[Saved data entries]
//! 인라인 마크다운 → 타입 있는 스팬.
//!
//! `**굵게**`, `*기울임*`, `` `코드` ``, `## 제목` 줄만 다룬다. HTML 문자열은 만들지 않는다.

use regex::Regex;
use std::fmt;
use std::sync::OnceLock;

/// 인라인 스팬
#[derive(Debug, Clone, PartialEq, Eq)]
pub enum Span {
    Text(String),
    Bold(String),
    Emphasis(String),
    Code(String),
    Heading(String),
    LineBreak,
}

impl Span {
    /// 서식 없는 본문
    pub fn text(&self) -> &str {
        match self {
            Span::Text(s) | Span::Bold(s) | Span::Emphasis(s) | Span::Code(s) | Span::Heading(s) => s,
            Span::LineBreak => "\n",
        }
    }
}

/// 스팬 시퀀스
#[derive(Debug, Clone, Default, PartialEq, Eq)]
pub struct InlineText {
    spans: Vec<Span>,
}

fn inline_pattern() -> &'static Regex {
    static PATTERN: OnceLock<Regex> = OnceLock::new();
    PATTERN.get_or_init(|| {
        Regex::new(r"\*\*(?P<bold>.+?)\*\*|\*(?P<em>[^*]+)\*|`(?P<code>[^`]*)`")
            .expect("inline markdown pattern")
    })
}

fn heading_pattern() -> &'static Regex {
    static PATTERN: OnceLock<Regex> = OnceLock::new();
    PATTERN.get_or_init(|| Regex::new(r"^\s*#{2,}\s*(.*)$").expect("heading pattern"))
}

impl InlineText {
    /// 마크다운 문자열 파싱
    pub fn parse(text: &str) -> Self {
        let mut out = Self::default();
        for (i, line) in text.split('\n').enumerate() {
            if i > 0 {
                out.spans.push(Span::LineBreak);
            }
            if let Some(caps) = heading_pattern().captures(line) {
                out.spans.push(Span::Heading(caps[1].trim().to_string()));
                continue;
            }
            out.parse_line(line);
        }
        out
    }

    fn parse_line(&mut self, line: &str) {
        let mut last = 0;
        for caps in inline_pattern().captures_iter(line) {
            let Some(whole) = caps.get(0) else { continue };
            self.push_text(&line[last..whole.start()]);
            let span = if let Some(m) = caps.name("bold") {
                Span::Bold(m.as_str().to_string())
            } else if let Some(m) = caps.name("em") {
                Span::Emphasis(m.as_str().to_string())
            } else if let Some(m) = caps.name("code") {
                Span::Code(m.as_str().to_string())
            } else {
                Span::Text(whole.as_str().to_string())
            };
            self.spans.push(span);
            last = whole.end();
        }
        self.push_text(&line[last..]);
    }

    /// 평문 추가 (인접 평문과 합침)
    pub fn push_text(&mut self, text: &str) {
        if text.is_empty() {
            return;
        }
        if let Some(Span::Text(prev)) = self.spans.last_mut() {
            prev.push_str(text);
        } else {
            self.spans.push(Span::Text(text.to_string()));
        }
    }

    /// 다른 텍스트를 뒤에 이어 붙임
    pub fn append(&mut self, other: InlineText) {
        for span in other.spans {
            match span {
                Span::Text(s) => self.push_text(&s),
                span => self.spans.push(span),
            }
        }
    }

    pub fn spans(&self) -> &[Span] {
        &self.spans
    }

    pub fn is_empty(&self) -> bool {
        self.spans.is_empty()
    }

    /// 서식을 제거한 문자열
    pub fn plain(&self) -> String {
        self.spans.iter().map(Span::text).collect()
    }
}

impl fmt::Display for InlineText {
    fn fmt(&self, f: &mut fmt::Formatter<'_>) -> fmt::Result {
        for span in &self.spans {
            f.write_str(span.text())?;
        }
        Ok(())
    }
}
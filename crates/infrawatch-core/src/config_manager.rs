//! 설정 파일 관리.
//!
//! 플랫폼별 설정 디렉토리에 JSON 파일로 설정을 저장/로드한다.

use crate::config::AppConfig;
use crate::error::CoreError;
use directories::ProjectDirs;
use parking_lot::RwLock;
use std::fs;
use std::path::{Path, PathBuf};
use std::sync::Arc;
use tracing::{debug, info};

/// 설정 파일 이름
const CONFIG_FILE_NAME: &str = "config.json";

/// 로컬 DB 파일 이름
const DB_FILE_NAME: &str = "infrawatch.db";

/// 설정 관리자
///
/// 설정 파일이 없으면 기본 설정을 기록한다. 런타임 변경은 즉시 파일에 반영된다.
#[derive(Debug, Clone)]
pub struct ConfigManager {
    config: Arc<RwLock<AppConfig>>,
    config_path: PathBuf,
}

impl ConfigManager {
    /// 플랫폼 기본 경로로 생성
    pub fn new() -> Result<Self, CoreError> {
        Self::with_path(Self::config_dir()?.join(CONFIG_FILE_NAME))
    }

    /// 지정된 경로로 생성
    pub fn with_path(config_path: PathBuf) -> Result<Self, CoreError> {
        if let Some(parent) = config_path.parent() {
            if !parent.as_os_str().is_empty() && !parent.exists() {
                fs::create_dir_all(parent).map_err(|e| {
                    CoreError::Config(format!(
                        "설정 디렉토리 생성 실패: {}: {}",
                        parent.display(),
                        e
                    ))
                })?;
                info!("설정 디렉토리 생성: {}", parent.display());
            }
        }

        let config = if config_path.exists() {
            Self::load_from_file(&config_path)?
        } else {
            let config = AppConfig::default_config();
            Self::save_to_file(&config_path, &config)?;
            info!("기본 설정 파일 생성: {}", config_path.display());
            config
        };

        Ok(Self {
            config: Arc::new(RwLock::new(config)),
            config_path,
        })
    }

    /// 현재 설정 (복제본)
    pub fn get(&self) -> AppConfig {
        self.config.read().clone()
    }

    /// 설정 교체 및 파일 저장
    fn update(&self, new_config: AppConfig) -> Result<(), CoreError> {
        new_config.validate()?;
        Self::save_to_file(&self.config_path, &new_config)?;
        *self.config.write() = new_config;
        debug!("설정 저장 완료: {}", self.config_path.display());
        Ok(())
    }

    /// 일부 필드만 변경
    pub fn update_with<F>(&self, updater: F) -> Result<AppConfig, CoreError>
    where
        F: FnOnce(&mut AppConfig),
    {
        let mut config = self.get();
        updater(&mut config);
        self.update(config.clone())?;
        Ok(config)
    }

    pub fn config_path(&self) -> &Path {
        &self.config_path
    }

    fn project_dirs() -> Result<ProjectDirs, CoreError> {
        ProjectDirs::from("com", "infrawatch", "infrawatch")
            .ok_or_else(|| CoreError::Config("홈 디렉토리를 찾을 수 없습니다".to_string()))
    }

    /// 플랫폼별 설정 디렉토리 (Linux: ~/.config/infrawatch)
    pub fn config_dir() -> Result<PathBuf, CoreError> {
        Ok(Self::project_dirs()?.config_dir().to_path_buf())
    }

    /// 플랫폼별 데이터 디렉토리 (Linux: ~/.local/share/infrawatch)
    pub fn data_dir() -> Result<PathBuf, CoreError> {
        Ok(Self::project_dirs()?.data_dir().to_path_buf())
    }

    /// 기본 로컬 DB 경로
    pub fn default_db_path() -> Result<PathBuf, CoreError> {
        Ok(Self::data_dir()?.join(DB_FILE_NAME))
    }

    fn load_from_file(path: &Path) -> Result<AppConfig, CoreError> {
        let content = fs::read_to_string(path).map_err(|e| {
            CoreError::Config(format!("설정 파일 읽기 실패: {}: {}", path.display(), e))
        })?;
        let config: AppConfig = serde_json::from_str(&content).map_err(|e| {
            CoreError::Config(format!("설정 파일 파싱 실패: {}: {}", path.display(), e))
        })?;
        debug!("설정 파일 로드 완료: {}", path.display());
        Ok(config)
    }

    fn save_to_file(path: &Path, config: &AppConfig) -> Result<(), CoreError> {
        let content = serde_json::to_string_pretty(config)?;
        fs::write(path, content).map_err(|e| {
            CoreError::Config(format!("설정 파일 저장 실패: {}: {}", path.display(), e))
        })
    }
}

#### What the task asks:
Show the lines above that have the word "PathBuf".

#### Written response:
use std::path::{Path, PathBuf};
    config_path: PathBuf,
    pub fn with_path(config_path: PathBuf) -> Result<Self, CoreError> {
    pub fn config_dir() -> Result<PathBuf, CoreError> {
    pub fn data_dir() -> Result<PathBuf, CoreError> {
    pub fn default_db_path() -> Result<PathBuf, CoreError> {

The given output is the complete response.